The New York Times got the preview story wrong, and the Washington Post editorial writer probably was too rushed to question the charges of "creationism" coming from the National Center for Science Education, the Darwin-only lobby. So this week's important decisions by the Texas Board of Education (TBOE) on how to teach evolution were predicated in the media by the big question of whether teachers should provide both "strengths and weaknesses" of Darwin's theory. Those words might sound benign, readers were told, but they really are "code words" (take the press' word for it) for creationism and religion.Boy, it sure would be nice if he had provided the links to those editorials. You know, like most people do in blogs. So...I have to go get them myself. The NYT headline was "Defeat and Some Success for Texas Evolution Foes" while the WaPo's headline read: "Texas education board approves science standards", which is closer to the mark but not quite correct. It is possible that the "critical evaluation" language might allow for some creationism in the schools but the reverse is equally true—that teachers will simply say that, under critical evaluation, the theories of modern science hold up and that, under critical evaluation, the tenets of ID and creationism, do not. I am, perhaps being overly optimistic in this approach but, like Kenneth Miller, think that students ought to critically examine all scientific theories. Creationism tends to creep in when teachers and students DON'T critically examine all theories. Then Chapman writes this:
Once again the NCSE was too-smart-by-half.
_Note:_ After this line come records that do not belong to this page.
//! Workflow dispatcher
//!
//! `WorkflowDispatcher` composes the resilience layer, the request tracker
//! and the response mapper around a [`Transport`] for each communication
//! mode. It is the component calling code holds on to.

mod transport;
mod webhook;

pub use transport::{
    parse_reply, HttpTransport, OutboundRequest, Transport, TransportReply, CALLBACK_URL_HEADER, MODE_HEADER,
    REQUEST_ID_HEADER,
};
pub use webhook::{DeliveryOutcome, WebhookDelivery, WebhookReceiver};

#[cfg(test)]
pub use transport::MockTransport;

use std::collections::HashMap;
use std::fmt;
use std::sync::atomic::{AtomicU64, Ordering};
use std::sync::Arc;
use std::time::Duration;

use async_trait::async_trait;
use tracing::{debug, warn};

use crate::core::{validate_workflow_id, CommunicationMode, Payload, ResponseHandler, WorkflowClient};
use crate::error::{ErrorKind, Result, WorkflowError};
use crate::mapping::{Response, ResponseMapper};
use crate::resilience::{CircuitBreakerStatus, Resilience};
use crate::tracking::{Request, RequestTracker};
use crate::util::generate_request_id;

/// Per-dispatcher counters
#[derive(Debug, Default)]
pub struct DispatchMetrics {
    /// Calls that passed validation and were tracked
    dispatched: AtomicU64,

    /// Calls that ended with a reply
    succeeded: AtomicU64,

    /// Calls that ended with an error other than circuit-open or timeout
    failed: AtomicU64,

    /// Calls rejected by the circuit breaker
    rejected: AtomicU64,

    /// Sync calls that hit their deadline
    timed_out: AtomicU64,

    /// Transport attempts made
    attempts: AtomicU64,
}

impl DispatchMetrics {
    fn record_outcome(&self, outcome: &Result<impl Sized>) {
        let counter = match outcome {
            Ok(_) => &self.succeeded,
            Err(err) => match err.kind() {
                ErrorKind::CircuitOpen => &self.rejected,
                ErrorKind::Timeout => &self.timed_out,
                _ => &self.failed,
            },
        };
        counter.fetch_add(1, Ordering::Relaxed);
    }

    /// Number of tracked dispatches
    pub fn dispatched(&self) -> u64 {
        self.dispatched.load(Ordering::Relaxed)
    }

    /// Number of transport attempts
    pub fn attempts(&self) -> u64 {
        self.attempts.load(Ordering::Relaxed)
    }

    /// Get all metrics as a map
    pub fn as_map(&self) -> HashMap<String, String> {
        let mut map = HashMap::new();

        map.insert("dispatched".to_string(), self.dispatched().to_string());
        map.insert("succeeded".to_string(), self.succeeded.load(Ordering::Relaxed).to_string());
        map.insert("failed".to_string(), self.failed.load(Ordering::Relaxed).to_string());
        map.insert("rejected".to_string(), self.rejected.load(Ordering::Relaxed).to_string());
        map.insert("timed_out".to_string(), self.timed_out.load(Ordering::Relaxed).to_string());
        map.insert("attempts".to_string(), self.attempts().to_string());

        map
    }
}

/// Outcome of the shared dispatch path, before mapping
struct Dispatched {
    identifier: String,
    reply: TransportReply,
}

/// Resilient dispatcher for a single workflow engine endpoint
pub struct WorkflowDispatcher {
    transport: Arc<dyn Transport>,
    resilience: Resilience,
    tracker: Arc<RequestTracker>,
    callback_url: Option<String>,
    sync_timeout: Duration,
    metrics: DispatchMetrics,
}

impl fmt::Debug for WorkflowDispatcher {
    fn fmt(&self, f: &mut fmt::Formatter<'_>) -> fmt::Result {
        f.debug_struct("WorkflowDispatcher")
            .field("resilience", &self.resilience)
            .field("tracker", &self.tracker)
            .field("callback_url", &self.callback_url)
            .field("sync_timeout", &self.sync_timeout)
            .finish()
    }
}

impl WorkflowDispatcher {
    /// Create a dispatcher from its parts. Most callers use [`crate::DispatcherBuilder`].
    pub fn new(
        transport: Arc<dyn Transport>,
        resilience: Resilience,
        tracker: Arc<RequestTracker>,
        callback_url: Option<String>,
        sync_timeout: Duration,
    ) -> Self {
        Self {
            transport,
            resilience,
            tracker,
            callback_url,
            sync_timeout,
            metrics: DispatchMetrics::default(),
        }
    }

    /// Create a new builder
    pub fn builder() -> crate::DispatcherBuilder {
        crate::DispatcherBuilder::new()
    }

    /// The request tracker shared with the webhook receiver
    pub fn tracker(&self) -> &Arc<RequestTracker> {
        &self.tracker
    }

    /// A receiver for inbound webhook deliveries of this dispatcher
    pub fn webhook_receiver(&self) -> WebhookReceiver {
        WebhookReceiver::new(Arc::clone(&self.tracker))
    }

    /// The resilience facade
    pub fn resilience(&self) -> &Resilience {
        &self.resilience
    }

    /// Current circuit breaker status
    pub fn circuit_status(&self) -> CircuitBreakerStatus {
        self.resilience.circuit_breaker_status()
    }

    /// Dispatch counters
    pub fn dispatch_metrics(&self) -> &DispatchMetrics {
        &self.metrics
    }

    /// Dispatcher metrics, including breaker status and tracker size
    pub fn metrics(&self) -> HashMap<String, String> {
        let mut map = self.metrics.as_map();
        let breaker = self.resilience.circuit_breaker().metrics();

        map.insert("circuit_status".to_string(), breaker.status.to_string());
        map.insert("circuit_failures".to_string(), breaker.failure_count.to_string());
        map.insert("tracked_requests".to_string(), self.tracker.len().to_string());

        map
    }

    /// Shared dispatch path for every mode.
    ///
    /// Tracks the request, runs the resilient attempt sequence (bounded by
    /// `deadline` when given) and releases the tracker entry unless the
    /// request is waiting for a webhook delivery.
    ///
    /// An async request waits for a webhook only when a callback URL is
    /// configured or the engine answered with an empty body. Otherwise the
    /// inline reply completes it and its handler runs before returning.
    async fn dispatch<P: Payload>(
        &self,
        payload: &P,
        workflow_id: &str,
        mode: CommunicationMode,
        handler: Option<Arc<dyn ResponseHandler>>,
        deadline: Option<Duration>,
    ) -> Result<Dispatched> {
        validate_workflow_id(workflow_id)?;
        let body = payload.to_body()?;
        let method = payload.request_method();

        let identifier = generate_request_id();
        let request = Request::new(identifier.clone(), workflow_id, body.clone(), mode, method);
        self.tracker.track(request, handler)?;
        let guard = self.tracker.guard(identifier.clone());
        self.metrics.dispatched.fetch_add(1, Ordering::Relaxed);

        debug!(request_id = %identifier, %workflow_id, %mode, %method, "Dispatching to workflow");

        let outbound = OutboundRequest {
            identifier: identifier.clone(),
            workflow_id: workflow_id.to_string(),
            mode,
            method,
            body,
            callback_url: match mode {
                CommunicationMode::Async => self.callback_url.clone(),
                _ => None,
            },
        };

        let transport = &self.transport;
        let outbound = &outbound;
        let attempts = &self.metrics.attempts;
        let attempt_sequence = async {
            self.resilience
                .execute(move |attempt| {
                    attempts.fetch_add(1, Ordering::Relaxed);
                    debug!(request_id = %outbound.identifier, attempt, "Transport attempt");
                    transport.dispatch(outbound)
                })
                .await
                .map_err(WorkflowError::into_communication)
        };

        let outcome = match deadline {
            Some(deadline) => match tokio::time::timeout(deadline, attempt_sequence).await {
                Ok(outcome) => outcome,
                Err(_) => Err(WorkflowError::timeout(format!(
                    "No reply from workflow {} within {}ms",
                    workflow_id,
                    deadline.as_millis()
                ))),
            },
            None => attempt_sequence.await,
        };

        self.metrics.record_outcome(&outcome);

        match outcome {
            Ok(reply) => {
                match mode {
                    CommunicationMode::Async if self.callback_url.is_some() || reply.body.is_empty() => {
                        debug!(request_id = %identifier, "Awaiting webhook delivery");
                        guard.hand_over();
                    }
                    CommunicationMode::Async => {
                        if let Some(tracked) = guard.complete(&reply.body) {
                            let delivery = webhook::run_handler(tracked, &reply.body);
                            debug!(request_id = %identifier, ?delivery, "Async reply arrived inline");
                        }
                    }
                    _ => {
                        guard.complete(&reply.body);
                    }
                }
                Ok(Dispatched { identifier, reply })
            }
            Err(err) => {
                warn!(request_id = %identifier, %workflow_id, %mode, error = %err, "Dispatch failed");
                guard.fail(&err);
                Err(err.with_request_id(identifier))
            }
        }
    }
}

#[async_trait]
impl WorkflowClient for WorkflowDispatcher {
    async fn send_with_mode<P>(
        &self,
        payload: &P,
        workflow_id: &str,
        mode: CommunicationMode,
    ) -> Result<Response<P::Output>>
    where
        P: Payload,
    {
        let deadline = match mode {
            CommunicationMode::Sync => Some(self.sync_timeout),
            _ => None,
        };

        let Dispatched { identifier, reply } = self.dispatch(payload, workflow_id, mode, None, deadline).await?;
        let mapped = ResponseMapper::map(&reply.body, payload.response_target().as_ref());

        Ok(Response::new(identifier, reply.body, mapped, reply.status_code))
    }

    async fn send_with_callback<P>(
        &self,
        payload: &P,
        workflow_id: &str,
        handler: Arc<dyn ResponseHandler>,
    ) -> Result<String>
    where
        P: Payload,
    {
        let Dispatched { identifier, .. } = self
            .dispatch(payload, workflow_id, CommunicationMode::Async, Some(handler), None)
            .await?;

        Ok(identifier)
    }

    async fn send_sync<P>(
        &self,
        payload: &P,
        workflow_id: &str,
        timeout: Duration,
    ) -> Result<Response<P::Output>>
    where
        P: Payload,
    {
        let Dispatched { identifier, reply } = self
            .dispatch(payload, workflow_id, CommunicationMode::Sync, None, Some(timeout))
            .await?;
        let mapped = ResponseMapper::map(&reply.body, payload.response_target().as_ref());

        Ok(Response::new(identifier, reply.body, mapped, reply.status_code))
    }
}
It ran blogs making fun of religion, while organizing public speakers who gave fulsome testimony to their Christian faith and how compatible it is with "evolution" (meaning Darwinian evolution). To the purists like Richard Dawkins and P.Z. Myers it probably makes them look like toadies.Not quite. The NCSE's Josh Rosenau live-blogged the meetings from his own site. In fact, from the NCSE page, you find this:
Detailed, candid, and often uninhibited running commentary on the proceedings is available on a number of blogs: Texas Citizens for Science's Steven Schafersman is blogging and posting photographs on the Houston Chronicle's Evo.Sphere blog, the Texas Freedom Network is blogging on its TFN Insider blog, and NCSE's Joshua Rosenau is blogging on his personal blog, Thoughts from Kansas (hosted by ScienceBlogs). For those wanting to get their information from the horse's mouth, minutes and audio recordings of the board meeting will be available on the Texas Education Agency's website. NCSE's previous reports on events in Texas are available on-line, and of course NCSE will continue to monitor the situation as well as to assist those defending the teaching of evolution in the Lone Star State.The NCSE didn't run a blog about the meetings. Even Josh Rosenau's blog is hosted by someone else. That some of the writers of these blogs do not support religion has nothing to do with the NCSE. Eugenie Scott's testimony was perfectly appropriate at the hearings, as was Josh Rosenau's.
Additionally, Chapman throws a nasty, veiled insult about Christians that support evolution that is mean-spirited and offensive. Once again, the DI bloviates and, once again, doesn't get it quite right. And they want us to take them seriously?